The public will have a chance to weigh in on Mayor London Breed’s budget proposals Monday/24 at the Budget and Appropriations Committee meeting.
Supporters of the People’s Budget will rally outside of City Hall to denounce Breed’s cuts to essential services and programs (while the cops get a lot more money).
The meeting starts at 10am.
Then on Wednesday/26, the Budget and Legislative Analyst’s Office will appear to make further recommendations on cuts. Some of those are already under discussion, and many departments have agreed with the proposed reductions.
But the direction of public safety is still very much up in the air; the mayor’s proposal, and the BLA proposals, cut the Public Defender’s Office budget at the same time that the cops are arresting far more people, putting more strain on the entire system.
Public Defender Mano Raju read from some Police Department press releases at the June 21 hearing:
Oct. 13, 2023: night operations lead to 23 arrests. February 12th, 2024: San Francisco [Drug Market Coordination Center]marks one year milestone, 3,000 arrests. May 29th, 2024: Public safety camera technology delivering early results. June12, 2024: SFPD makes 57 arrests in tenderloin fugitive recovery enforcement. So these are all very directly increasing the workload of our staff every single day.
They are also increasing the workload of the sheriff, adult probation, and the courts.
The Mayor’s Office seems to take the position that it doesn’t matter what happens to people after they are arrested, as long as the cops get them off the streets. But the entire criminal justice system has to be able to handle a large volume of new arrests, prisoners, and prosecutions.
That’s not part of the budget.
The mayor wants to provide all sorts of new incentives to keep current cops from retiring and to recruit new ones—but there’s no similar effort for public defenders.
Among other cuts, the mayor’s budget eliminates significant spending on public health. Under state law, cities and counties can’t eliminate health services without a public hearing; that will happen as a Committee of the Whole at 3pm Tuesday/25.
The full board will also vote, after a week’s delay, on a measure by Sup. Dean Preston that would put the Board of Supes on record supporting a measure allowing stronger rent control in California.
Big Real Estate is working hard to defeat the measure, including pressuring the supes by arguing that effective rent control would prevent the construction of new housing, and thus a reduction in prices, (an argument landlords have been making, with no real evidence, for decades).
At last week’s meeting, Sup. Catherine Stefani read a statement that could have been written by the landlord lobbyists (maybe it was). She and Sup. Matt Dorsey delayed the vote.

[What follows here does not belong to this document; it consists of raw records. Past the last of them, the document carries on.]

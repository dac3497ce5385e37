//! Error types of the control layout.

use thiserror::Error;

/// A grid-area code that does not name a control.
///
/// The display text is the message shown to the user.
#[derive(Debug, Clone, PartialEq, Eq, Error)]
pub enum MnemonicError {
    #[error("`{0}` is not a valid code. Control codes have 2 or 3 characters.")]
    InvalidLength(String),

    #[error("Motion detection error: unrecognised coordinate `{0}`.")]
    UnknownMotionAxis(char),

    #[error("`{0}` uses more than one coordinate. Please use only one coordinate per motion sensor.")]
    MultipleMotionAxes(String),

    #[error("`{0}` is not a valid pedal. Please use `pa` or `pt` for accelerator and `pb` for brakes.")]
    UnknownPedal(String),

    #[error("`{0}`: D-pads are now produced with the code `dp`. Please update your layout.")]
    LegacyDPad(String),

    #[error("Unrecognised control `{0}` in the layout.")]
    UnknownControl(String),
}

/// Problems found while building a layout. None of them is fatal.
#[derive(Debug, Clone, PartialEq, Eq, Error)]
pub enum LayoutError {
    #[error(transparent)]
    InvalidMnemonic(#[from] MnemonicError),

    #[error("Your gamepad looks empty. Is the layout description missing or broken?")]
    EmptyLayout,
}
//! Four-way directional pad.
//!
//! Every finger on the pad is tested against four leg-shaped hit zones, so
//! diagonals are pressed with two fingers or where zones meet. Feedback only
//! fires when the combination of pressed directions changes.

use crate::config::{DPadSettings, HapticSettings};
use crate::controls::{Encoded, Response, Touch};
use crate::geometry::Geometry;
use tracing::trace;

pub const UP: usize = 0;
pub const LEFT: usize = 1;
pub const DOWN: usize = 2;
pub const RIGHT: usize = 3;

/// Hit-zone borders, precomputed on attach.
#[derive(Clone, Copy, Debug, Default, PartialEq)]
struct Zones {
    x: f64,
    y: f64,
    x_max: f64,
    y_max: f64,
    /// Vertical band holding the up and down legs.
    x1: f64,
    x2: f64,
    /// Horizontal band holding the left and right legs.
    y1: f64,
    y2: f64,
    up_y: f64,
    down_y: f64,
    left_x: f64,
    right_x: f64,
}

impl Zones {
    fn new(geometry: &Geometry, settings: &DPadSettings) -> Self {
        Self {
            x: geometry.x,
            y: geometry.y,
            x_max: geometry.x_max,
            y_max: geometry.y_max,
            x1: geometry.x_center - settings.leg_width * geometry.half_width,
            x2: geometry.x_center + settings.leg_width * geometry.half_width,
            y1: geometry.y_center - settings.leg_width * geometry.half_height,
            y2: geometry.y_center + settings.leg_width * geometry.half_height,
            up_y: geometry.y + settings.leg_length * geometry.height,
            down_y: geometry.y_max - settings.leg_length * geometry.height,
            left_x: geometry.x + settings.leg_length * geometry.width,
            right_x: geometry.x_max - settings.leg_length * geometry.width,
        }
    }

    fn press(&self, touch: &Touch, state: &mut [u8; 4]) {
        if touch.x > self.x1 && touch.x < self.x2 {
            if touch.y < self.up_y && touch.y > self.y {
                state[UP] = 1;
            } else if touch.y > self.down_y && touch.y < self.y_max {
                state[DOWN] = 1;
            }
        }
        if touch.y > self.y1 && touch.y < self.y2 {
            if touch.x < self.left_x && touch.x > self.x {
                state[LEFT] = 1;
            } else if touch.x > self.right_x && touch.x < self.x_max {
                state[RIGHT] = 1;
            }
        }
    }
}

#[derive(Clone, Debug, Default, PartialEq)]
pub struct DPad {
    /// up, left, down, right
    state: [u8; 4],
    /// `state` packed with up as the most significant bit.
    packed: u8,
    zones: Zones,
}

impl DPad {
    pub fn new() -> Self {
        Self::default()
    }

    pub fn state(&self) -> [u8; 4] {
        self.state
    }

    pub fn packed(&self) -> u8 {
        self.packed
    }

    pub fn attach(&mut self, geometry: &Geometry, settings: &DPadSettings) {
        self.zones = Zones::new(geometry, settings);
    }

    pub fn touch_move(&mut self, touches: &[Touch], haptics: &HapticSettings) -> Response {
        self.state = [0; 4];
        for touch in touches {
            self.zones.press(touch, &mut self.state);
        }

        let mut response = Response::changed();
        let packed = self.state.iter().fold(0u8, |acc, bit| (acc << 1) + bit);
        if packed != self.packed {
            trace!("D-pad changed to {:04b}", packed);
            self.packed = packed;
            response = response.pulse(haptics.dpad_ms);
        }
        response
    }

    pub fn touch_end(&mut self) -> Response {
        self.state = [0; 4];
        self.packed = 0;
        Response::changed()
    }

    pub fn encode(&self) -> Encoded {
        Encoded::Bits(self.state)
    }
}
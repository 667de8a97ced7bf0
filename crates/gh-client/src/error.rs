//! Errors surfaced by the GitHub client
//!
//! The `Display` output of each variant is the human-readable reason shown
//! to the user, so the wording is part of the contract.

use thiserror::Error;

/// Failure while talking to the GitHub API
#[derive(Debug, Clone, PartialEq, Eq, Error)]
pub enum GitHubError {
    /// HTTP 404 for the PR or one of its sub-resources
    #[error(
        "PR not found: {owner}/{repo}#{pr_number}. \
         The repository may be private or the PR doesn't exist."
    )]
    NotFound {
        owner: String,
        repo: String,
        pr_number: u64,
    },

    /// HTTP 403, which GitHub uses for exhausted rate limits
    #[error(
        "GitHub API rate limit exceeded. Remaining requests: {remaining}. \
         Add a GitHub token in settings to increase your rate limit."
    )]
    RateLimited { remaining: String },

    /// Any other API or transport failure
    #[error("GitHub API error: {0}")]
    Api(String),

    /// Building the HTTP client failed
    #[error("Failed to create GitHub client: {0}")]
    Client(String),
}

impl GitHubError {
    /// Map an octocrab error for the given PR into a typed error
    pub fn from_octocrab(err: octocrab::Error, owner: &str, repo: &str, pr_number: u64) -> Self {
        match status_code(&err) {
            Some(404) => GitHubError::NotFound {
                owner: owner.to_string(),
                repo: repo.to_string(),
                pr_number,
            },
            Some(403) => GitHubError::RateLimited {
                remaining: "unknown".to_string(),
            },
            _ => GitHubError::Api(err.to_string()),
        }
    }

    /// Fill in the remaining request count of a rate limit error
    pub fn with_remaining(self, remaining: usize) -> Self {
        match self {
            GitHubError::RateLimited { .. } => GitHubError::RateLimited {
                remaining: remaining.to_string(),
            },
            other => other,
        }
    }
}

fn status_code(err: &octocrab::Error) -> Option<u16> {
    match err {
        octocrab::Error::GitHub { source, .. } => Some(source.status_code.as_u16()),
        _ => None,
    }
}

But now all 11 supes will have to vote on it, and there’s a pretty clear line here: Every tenant organization in San Francisco supports the measure. Every tenant organization in the state supports the measure. The opponents are all allies of the real-estate industry.
There’s really no fuzziness about this, it’s a pretty bright-line vote. Which will show us where the supes are on a high-profile tenant issue.
It could also be an issue in the fall supes elections—and in the mayor’s race, especially if the resolution passes and Breed decides to veto it.
The Rules Committee will hold a special meeting Thursday/27 to consider three potential City Charter amendments for the fall ballot. On the agenda: Sup. Aaron Peskin’s proposal to create an Inspector General in the Controller’s Office who would have the power to issue subpoenas and fight corruption; Sup. Shamann Walton’s proposal to make the director of the Department of Police Accountability an elected office; and Sup. Ahsha Safai’s proposal to put the Department of Emergency Management in the City Charter. That hearing starts at 10am.